*** LISTED RECORDS ***
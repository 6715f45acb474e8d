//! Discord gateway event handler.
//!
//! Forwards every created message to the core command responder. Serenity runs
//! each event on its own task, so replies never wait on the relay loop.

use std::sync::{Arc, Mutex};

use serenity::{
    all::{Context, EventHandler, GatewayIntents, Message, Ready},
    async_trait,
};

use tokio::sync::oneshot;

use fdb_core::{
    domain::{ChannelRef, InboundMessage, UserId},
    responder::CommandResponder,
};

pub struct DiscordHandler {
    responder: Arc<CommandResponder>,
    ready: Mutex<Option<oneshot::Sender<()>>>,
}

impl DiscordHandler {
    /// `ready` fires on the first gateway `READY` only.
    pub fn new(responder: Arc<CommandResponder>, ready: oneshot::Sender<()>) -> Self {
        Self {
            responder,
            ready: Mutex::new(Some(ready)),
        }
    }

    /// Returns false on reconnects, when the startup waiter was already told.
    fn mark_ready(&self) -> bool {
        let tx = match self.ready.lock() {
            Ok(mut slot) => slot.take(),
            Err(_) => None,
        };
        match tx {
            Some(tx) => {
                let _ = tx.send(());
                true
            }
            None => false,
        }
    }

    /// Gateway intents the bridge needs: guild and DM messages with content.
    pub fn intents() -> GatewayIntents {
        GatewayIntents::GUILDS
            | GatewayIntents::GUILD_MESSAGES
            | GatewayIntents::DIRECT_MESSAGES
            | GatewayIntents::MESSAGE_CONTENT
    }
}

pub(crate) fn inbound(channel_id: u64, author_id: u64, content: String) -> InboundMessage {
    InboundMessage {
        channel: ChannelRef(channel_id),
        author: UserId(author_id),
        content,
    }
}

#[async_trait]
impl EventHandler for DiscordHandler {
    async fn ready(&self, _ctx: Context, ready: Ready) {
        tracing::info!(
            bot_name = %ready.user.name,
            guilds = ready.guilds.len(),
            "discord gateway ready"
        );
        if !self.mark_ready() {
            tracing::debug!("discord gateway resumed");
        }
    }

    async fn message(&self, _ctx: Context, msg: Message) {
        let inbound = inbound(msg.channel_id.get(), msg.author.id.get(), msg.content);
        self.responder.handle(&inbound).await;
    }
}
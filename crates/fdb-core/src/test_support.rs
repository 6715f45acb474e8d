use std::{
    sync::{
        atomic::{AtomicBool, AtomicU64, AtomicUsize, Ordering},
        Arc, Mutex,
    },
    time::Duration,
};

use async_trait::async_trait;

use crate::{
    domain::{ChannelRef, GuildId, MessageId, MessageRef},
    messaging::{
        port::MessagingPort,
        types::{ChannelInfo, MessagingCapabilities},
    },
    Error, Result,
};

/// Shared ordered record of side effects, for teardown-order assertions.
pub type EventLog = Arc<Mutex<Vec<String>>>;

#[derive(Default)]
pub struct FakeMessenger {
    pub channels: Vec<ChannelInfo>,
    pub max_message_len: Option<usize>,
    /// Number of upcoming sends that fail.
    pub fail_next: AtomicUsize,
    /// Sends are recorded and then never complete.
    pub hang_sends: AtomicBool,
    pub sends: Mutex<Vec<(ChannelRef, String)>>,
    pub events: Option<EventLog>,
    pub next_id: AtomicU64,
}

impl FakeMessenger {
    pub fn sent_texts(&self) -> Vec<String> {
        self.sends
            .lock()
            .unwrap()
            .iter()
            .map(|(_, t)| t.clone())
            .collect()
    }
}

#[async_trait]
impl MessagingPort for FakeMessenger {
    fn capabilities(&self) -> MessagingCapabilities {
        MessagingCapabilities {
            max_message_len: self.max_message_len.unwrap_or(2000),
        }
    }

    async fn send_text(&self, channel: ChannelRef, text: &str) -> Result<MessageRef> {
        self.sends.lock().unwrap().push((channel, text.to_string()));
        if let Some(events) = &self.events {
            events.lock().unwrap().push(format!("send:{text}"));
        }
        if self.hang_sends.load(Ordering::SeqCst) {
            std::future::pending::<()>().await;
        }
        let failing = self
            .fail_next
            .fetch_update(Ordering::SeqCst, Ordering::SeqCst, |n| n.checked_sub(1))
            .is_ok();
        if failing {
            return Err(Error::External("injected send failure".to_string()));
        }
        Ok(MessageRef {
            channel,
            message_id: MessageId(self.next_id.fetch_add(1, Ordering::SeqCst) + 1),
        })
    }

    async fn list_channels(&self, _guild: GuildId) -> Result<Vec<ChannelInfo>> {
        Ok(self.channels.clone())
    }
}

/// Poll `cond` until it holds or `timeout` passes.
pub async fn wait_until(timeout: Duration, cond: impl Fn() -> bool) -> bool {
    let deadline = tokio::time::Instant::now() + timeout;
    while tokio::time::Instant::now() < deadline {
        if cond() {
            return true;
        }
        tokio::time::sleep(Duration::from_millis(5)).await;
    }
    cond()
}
*** End of LISTED RECORDS ***
- **YOUR ASSIGNMENT**
Read each line of the data and count the ones that include "Duration", answering with the number alone.

- **TASK RESULT**
3